**TASK DESCRIPTION**
Copy out all lines from the material that contain the string "along".

++++ DATA SECTION ++++

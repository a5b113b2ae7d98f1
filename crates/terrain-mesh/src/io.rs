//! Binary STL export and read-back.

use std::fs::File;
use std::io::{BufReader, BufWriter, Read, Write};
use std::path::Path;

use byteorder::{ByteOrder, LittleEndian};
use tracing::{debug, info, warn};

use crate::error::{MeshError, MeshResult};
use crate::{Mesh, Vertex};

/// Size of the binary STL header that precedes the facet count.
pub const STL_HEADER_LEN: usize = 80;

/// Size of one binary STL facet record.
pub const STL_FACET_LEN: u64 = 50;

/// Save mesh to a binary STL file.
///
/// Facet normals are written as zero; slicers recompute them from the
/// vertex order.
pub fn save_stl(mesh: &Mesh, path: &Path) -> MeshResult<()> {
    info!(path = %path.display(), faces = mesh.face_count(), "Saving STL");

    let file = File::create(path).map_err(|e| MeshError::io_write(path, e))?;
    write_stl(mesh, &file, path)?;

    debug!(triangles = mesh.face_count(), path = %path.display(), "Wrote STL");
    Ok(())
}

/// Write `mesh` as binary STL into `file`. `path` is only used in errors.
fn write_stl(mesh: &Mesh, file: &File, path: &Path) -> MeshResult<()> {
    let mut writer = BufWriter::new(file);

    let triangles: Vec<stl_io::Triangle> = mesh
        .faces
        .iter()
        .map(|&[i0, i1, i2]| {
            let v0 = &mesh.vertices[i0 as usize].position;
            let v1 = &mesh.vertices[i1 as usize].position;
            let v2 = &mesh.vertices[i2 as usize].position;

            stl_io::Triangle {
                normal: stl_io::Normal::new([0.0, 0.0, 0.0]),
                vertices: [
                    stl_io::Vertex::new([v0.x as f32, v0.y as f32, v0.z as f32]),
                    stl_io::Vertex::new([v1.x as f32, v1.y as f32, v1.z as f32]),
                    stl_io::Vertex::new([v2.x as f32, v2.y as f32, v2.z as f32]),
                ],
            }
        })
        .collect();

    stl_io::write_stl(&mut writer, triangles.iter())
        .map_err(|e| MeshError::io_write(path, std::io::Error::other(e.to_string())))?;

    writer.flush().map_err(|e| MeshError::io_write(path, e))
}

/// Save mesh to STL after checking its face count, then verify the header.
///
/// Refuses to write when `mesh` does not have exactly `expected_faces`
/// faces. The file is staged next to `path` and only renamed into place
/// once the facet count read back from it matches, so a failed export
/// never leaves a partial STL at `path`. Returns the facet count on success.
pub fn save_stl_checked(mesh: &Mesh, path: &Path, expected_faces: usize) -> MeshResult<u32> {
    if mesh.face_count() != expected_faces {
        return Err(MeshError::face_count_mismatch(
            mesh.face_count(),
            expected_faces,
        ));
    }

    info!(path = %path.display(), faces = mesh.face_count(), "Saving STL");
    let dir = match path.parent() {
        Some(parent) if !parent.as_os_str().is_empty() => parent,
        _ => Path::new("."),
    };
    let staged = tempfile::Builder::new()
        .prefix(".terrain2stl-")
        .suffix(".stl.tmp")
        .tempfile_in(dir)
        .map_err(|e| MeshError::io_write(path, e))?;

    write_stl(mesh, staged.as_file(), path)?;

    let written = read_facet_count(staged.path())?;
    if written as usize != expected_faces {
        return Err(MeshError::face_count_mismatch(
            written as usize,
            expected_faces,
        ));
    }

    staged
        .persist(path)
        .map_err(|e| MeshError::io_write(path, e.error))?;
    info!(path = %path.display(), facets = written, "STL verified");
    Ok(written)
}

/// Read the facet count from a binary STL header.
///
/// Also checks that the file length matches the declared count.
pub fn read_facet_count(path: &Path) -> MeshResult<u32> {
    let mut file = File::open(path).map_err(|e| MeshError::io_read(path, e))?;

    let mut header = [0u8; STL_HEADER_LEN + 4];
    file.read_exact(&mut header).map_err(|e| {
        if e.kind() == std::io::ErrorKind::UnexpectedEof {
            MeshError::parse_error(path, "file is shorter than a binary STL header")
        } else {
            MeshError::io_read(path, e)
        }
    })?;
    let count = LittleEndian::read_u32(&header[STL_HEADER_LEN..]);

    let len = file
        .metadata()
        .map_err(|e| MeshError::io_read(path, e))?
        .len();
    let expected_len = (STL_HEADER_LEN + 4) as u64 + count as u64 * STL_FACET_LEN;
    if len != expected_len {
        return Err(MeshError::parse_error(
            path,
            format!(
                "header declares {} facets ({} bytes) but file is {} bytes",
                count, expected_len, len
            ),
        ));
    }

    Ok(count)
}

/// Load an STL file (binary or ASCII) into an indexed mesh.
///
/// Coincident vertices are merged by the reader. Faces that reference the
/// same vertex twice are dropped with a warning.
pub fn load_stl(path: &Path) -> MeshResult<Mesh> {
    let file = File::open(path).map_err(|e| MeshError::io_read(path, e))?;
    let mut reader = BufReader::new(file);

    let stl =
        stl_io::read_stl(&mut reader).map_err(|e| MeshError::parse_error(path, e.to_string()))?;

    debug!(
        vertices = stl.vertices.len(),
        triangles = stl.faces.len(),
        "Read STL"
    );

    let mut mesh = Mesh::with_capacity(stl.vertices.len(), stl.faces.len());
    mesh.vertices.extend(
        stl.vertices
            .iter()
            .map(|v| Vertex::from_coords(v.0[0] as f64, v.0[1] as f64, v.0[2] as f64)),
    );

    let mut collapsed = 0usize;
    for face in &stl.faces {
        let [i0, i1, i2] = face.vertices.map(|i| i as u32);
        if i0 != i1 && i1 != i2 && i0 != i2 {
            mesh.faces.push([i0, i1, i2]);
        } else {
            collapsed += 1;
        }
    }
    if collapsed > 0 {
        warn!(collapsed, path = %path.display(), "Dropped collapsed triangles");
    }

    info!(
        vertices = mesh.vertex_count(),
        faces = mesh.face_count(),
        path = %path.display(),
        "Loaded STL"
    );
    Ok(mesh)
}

++++
++++ DATA SECTION ++++

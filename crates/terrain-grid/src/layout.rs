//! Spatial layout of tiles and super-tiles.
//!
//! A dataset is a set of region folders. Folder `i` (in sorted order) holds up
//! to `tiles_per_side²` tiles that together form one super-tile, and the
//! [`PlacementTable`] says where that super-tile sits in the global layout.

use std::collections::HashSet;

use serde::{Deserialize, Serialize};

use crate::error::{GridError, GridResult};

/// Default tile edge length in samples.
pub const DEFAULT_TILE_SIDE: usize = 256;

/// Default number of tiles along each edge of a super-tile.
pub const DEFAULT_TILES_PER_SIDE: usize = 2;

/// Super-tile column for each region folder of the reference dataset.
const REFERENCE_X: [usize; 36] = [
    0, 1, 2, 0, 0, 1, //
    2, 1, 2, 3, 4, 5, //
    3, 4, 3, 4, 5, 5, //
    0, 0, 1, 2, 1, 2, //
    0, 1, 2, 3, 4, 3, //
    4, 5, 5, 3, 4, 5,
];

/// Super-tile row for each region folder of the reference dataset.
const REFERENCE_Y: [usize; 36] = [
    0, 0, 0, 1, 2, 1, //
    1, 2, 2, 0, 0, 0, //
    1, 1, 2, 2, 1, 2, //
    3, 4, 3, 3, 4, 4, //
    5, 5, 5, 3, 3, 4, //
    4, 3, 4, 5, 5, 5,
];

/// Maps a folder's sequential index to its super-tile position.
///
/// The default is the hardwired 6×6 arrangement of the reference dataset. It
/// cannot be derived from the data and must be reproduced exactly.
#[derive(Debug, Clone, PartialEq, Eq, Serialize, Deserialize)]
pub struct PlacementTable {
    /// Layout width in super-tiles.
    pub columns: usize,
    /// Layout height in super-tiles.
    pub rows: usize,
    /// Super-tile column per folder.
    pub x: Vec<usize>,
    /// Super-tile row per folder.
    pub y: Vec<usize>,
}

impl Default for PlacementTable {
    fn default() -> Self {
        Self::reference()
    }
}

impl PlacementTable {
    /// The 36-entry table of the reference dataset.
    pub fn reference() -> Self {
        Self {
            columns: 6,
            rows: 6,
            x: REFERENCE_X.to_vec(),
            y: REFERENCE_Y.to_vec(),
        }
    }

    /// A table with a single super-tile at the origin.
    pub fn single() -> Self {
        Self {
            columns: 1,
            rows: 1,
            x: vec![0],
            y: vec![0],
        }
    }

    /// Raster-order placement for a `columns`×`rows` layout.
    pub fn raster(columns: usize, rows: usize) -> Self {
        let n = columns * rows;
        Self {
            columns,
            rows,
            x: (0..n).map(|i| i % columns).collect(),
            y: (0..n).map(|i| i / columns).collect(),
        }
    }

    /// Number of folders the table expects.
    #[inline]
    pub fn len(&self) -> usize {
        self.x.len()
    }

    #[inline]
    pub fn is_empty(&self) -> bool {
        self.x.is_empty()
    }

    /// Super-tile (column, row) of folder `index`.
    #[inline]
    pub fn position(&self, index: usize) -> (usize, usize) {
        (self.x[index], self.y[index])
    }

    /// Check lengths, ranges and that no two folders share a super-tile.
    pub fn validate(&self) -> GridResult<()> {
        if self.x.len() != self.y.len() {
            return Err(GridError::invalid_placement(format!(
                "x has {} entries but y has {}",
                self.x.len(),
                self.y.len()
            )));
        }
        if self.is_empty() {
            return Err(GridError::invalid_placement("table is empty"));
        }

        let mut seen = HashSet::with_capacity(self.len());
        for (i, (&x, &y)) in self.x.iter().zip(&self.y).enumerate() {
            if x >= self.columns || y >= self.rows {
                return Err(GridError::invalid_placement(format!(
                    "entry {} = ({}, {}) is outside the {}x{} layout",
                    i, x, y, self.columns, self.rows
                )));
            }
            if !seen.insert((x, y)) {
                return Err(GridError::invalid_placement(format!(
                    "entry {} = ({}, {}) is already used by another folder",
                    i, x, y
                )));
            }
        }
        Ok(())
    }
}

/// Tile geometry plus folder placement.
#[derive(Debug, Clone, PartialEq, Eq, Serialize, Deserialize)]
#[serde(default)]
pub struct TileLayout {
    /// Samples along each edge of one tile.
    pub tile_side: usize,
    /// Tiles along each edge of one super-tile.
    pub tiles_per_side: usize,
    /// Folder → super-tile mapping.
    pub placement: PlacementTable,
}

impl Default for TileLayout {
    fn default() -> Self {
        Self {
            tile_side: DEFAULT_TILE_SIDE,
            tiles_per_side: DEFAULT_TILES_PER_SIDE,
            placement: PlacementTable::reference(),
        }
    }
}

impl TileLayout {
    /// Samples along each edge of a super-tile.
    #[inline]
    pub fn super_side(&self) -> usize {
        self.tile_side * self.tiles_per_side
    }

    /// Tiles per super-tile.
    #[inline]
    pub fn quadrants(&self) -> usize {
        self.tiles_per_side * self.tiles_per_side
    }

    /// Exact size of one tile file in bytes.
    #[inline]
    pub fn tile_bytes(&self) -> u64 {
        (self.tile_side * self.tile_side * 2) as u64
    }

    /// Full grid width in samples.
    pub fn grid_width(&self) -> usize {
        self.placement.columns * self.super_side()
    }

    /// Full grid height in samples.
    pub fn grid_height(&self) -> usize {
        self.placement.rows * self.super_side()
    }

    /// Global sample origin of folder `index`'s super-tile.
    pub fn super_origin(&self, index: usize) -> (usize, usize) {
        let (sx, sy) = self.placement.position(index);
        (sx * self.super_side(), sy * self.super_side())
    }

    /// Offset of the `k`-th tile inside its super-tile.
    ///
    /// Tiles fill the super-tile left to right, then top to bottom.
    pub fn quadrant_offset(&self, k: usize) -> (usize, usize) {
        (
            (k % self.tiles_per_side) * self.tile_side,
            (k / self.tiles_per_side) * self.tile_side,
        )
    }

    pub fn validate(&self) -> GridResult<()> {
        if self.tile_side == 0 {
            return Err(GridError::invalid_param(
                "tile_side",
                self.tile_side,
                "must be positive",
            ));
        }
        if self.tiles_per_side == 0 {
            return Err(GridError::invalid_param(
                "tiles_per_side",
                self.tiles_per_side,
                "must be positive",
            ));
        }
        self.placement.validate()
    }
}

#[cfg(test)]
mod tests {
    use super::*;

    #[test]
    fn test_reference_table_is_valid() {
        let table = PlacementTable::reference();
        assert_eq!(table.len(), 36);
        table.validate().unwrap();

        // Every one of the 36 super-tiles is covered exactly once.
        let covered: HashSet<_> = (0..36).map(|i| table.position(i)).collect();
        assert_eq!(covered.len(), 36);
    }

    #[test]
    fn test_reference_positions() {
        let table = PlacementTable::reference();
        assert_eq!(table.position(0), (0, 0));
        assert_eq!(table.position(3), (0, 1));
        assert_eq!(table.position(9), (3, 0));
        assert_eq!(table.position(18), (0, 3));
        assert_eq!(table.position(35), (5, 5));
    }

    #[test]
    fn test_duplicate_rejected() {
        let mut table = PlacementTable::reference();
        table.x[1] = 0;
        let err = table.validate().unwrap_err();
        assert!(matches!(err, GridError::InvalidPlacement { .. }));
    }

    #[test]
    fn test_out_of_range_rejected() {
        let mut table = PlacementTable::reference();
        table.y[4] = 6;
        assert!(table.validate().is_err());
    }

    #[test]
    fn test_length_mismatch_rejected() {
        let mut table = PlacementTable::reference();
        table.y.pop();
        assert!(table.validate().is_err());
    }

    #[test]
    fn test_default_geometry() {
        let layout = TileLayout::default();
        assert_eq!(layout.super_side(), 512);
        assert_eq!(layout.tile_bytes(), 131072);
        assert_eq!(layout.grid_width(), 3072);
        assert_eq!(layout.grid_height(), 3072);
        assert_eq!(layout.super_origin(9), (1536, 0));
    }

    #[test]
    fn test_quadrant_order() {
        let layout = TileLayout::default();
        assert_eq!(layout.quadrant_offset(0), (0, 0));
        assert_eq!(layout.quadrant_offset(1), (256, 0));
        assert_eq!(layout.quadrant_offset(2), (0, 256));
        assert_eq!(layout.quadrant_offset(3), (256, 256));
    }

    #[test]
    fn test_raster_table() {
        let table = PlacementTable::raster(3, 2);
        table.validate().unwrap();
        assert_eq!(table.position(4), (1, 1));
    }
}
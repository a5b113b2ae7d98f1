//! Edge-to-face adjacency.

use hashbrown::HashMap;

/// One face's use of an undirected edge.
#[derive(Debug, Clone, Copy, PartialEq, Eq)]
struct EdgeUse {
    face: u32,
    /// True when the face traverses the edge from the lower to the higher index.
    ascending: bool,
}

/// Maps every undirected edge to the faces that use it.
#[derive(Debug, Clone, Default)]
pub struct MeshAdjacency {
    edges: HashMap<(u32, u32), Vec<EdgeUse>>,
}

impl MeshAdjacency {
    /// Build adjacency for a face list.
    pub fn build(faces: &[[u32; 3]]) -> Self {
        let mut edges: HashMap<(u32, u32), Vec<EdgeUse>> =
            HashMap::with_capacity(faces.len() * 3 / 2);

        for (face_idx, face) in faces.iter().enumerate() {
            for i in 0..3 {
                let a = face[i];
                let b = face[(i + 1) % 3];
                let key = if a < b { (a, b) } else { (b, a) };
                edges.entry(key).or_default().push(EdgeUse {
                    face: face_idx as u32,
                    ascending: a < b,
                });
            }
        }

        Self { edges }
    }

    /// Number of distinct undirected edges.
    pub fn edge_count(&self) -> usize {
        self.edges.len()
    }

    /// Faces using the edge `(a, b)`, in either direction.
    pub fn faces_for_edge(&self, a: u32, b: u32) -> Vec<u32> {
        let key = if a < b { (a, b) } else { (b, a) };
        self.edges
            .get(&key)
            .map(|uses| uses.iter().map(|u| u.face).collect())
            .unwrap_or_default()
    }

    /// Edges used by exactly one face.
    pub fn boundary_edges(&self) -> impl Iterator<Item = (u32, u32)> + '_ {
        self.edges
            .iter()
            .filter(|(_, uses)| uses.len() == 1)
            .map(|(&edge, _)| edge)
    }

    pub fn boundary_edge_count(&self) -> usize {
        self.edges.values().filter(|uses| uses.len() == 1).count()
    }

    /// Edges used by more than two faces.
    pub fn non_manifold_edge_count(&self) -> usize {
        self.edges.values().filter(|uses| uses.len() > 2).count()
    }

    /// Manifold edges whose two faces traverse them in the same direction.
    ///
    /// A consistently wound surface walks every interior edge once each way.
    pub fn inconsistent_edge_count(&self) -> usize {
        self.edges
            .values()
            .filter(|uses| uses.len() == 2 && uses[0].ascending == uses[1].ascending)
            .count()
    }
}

++++
++++ DATA SECTION ++++

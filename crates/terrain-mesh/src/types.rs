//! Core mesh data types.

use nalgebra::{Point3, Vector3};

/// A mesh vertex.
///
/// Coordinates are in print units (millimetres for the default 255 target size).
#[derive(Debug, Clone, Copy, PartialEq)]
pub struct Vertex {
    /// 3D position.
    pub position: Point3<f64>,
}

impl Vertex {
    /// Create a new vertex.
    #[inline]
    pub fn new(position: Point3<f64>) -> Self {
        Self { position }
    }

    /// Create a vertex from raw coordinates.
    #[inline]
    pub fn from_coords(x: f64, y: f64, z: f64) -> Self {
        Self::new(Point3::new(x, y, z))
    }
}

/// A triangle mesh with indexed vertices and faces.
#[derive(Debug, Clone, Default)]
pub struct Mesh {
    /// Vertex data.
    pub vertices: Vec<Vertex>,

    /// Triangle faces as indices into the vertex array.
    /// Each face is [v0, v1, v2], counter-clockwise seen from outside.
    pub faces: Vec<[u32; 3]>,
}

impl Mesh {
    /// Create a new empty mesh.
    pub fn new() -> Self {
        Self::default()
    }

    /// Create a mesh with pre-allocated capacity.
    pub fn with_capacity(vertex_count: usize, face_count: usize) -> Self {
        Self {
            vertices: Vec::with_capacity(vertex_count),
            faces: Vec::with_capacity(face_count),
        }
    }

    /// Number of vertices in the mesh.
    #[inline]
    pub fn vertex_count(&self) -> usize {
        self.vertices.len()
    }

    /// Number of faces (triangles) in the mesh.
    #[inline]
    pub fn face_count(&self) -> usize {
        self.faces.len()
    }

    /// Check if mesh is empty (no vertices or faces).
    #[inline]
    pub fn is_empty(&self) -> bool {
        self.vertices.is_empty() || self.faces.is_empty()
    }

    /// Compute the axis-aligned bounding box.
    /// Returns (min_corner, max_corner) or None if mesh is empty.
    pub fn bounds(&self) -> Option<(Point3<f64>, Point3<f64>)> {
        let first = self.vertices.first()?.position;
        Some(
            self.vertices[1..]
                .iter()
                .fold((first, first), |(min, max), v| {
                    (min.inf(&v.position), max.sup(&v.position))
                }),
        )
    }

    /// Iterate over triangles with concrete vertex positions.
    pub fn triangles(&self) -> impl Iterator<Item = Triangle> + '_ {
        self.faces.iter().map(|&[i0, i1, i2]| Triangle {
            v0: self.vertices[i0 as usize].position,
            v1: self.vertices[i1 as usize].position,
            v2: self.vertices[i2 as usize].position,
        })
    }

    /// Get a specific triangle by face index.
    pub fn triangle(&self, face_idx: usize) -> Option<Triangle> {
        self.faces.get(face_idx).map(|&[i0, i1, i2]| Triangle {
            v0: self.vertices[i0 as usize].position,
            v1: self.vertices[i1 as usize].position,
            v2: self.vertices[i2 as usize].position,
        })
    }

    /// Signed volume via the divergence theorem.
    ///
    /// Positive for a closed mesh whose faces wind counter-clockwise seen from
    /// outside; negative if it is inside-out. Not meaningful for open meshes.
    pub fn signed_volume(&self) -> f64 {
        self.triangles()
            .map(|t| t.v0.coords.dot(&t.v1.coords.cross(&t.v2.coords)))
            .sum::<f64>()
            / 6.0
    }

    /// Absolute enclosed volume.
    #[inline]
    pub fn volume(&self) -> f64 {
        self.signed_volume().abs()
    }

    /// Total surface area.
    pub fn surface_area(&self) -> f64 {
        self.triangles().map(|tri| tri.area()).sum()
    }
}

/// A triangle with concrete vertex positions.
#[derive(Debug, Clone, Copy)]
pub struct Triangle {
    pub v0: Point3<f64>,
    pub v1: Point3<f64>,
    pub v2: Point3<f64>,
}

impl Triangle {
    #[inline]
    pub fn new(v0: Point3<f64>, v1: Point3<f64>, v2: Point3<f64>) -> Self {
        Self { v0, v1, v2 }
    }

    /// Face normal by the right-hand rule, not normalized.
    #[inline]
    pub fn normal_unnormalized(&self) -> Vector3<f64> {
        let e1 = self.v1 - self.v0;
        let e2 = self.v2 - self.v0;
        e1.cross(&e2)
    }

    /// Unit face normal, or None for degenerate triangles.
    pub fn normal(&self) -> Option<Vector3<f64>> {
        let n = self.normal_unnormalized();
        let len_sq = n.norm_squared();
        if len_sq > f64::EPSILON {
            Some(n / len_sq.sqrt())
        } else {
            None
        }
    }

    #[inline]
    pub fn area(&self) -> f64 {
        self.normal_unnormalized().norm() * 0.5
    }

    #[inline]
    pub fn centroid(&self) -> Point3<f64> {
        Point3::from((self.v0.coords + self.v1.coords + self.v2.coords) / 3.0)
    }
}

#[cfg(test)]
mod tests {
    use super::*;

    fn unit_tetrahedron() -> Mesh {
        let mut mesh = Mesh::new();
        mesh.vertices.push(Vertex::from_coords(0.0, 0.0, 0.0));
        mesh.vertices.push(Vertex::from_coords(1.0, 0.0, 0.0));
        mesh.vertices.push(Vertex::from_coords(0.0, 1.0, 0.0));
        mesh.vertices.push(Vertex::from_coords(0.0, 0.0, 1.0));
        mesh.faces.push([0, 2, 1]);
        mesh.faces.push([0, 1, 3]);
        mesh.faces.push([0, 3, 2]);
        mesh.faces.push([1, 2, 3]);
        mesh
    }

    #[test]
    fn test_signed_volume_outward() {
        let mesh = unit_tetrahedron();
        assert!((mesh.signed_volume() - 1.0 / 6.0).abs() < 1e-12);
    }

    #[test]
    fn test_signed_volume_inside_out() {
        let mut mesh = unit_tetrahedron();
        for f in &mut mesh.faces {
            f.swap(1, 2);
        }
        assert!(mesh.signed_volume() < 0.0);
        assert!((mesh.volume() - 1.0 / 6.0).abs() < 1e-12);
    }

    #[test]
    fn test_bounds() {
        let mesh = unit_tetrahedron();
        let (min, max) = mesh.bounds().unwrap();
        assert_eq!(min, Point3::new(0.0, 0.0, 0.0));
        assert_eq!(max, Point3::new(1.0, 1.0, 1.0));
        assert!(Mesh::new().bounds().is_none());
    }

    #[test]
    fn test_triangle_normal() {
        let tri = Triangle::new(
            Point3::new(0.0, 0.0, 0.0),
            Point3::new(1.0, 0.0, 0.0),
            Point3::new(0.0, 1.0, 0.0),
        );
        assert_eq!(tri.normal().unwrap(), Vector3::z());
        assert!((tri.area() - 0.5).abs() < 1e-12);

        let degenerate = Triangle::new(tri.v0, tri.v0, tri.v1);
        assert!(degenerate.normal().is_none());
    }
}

++++

**EXERCISE OUTPUT**
/// Default number of tiles along each edge of a super-tile.
    /// Samples along each edge of one tile.
    /// Tiles along each edge of one super-tile.
    /// Samples along each edge of a super-tile.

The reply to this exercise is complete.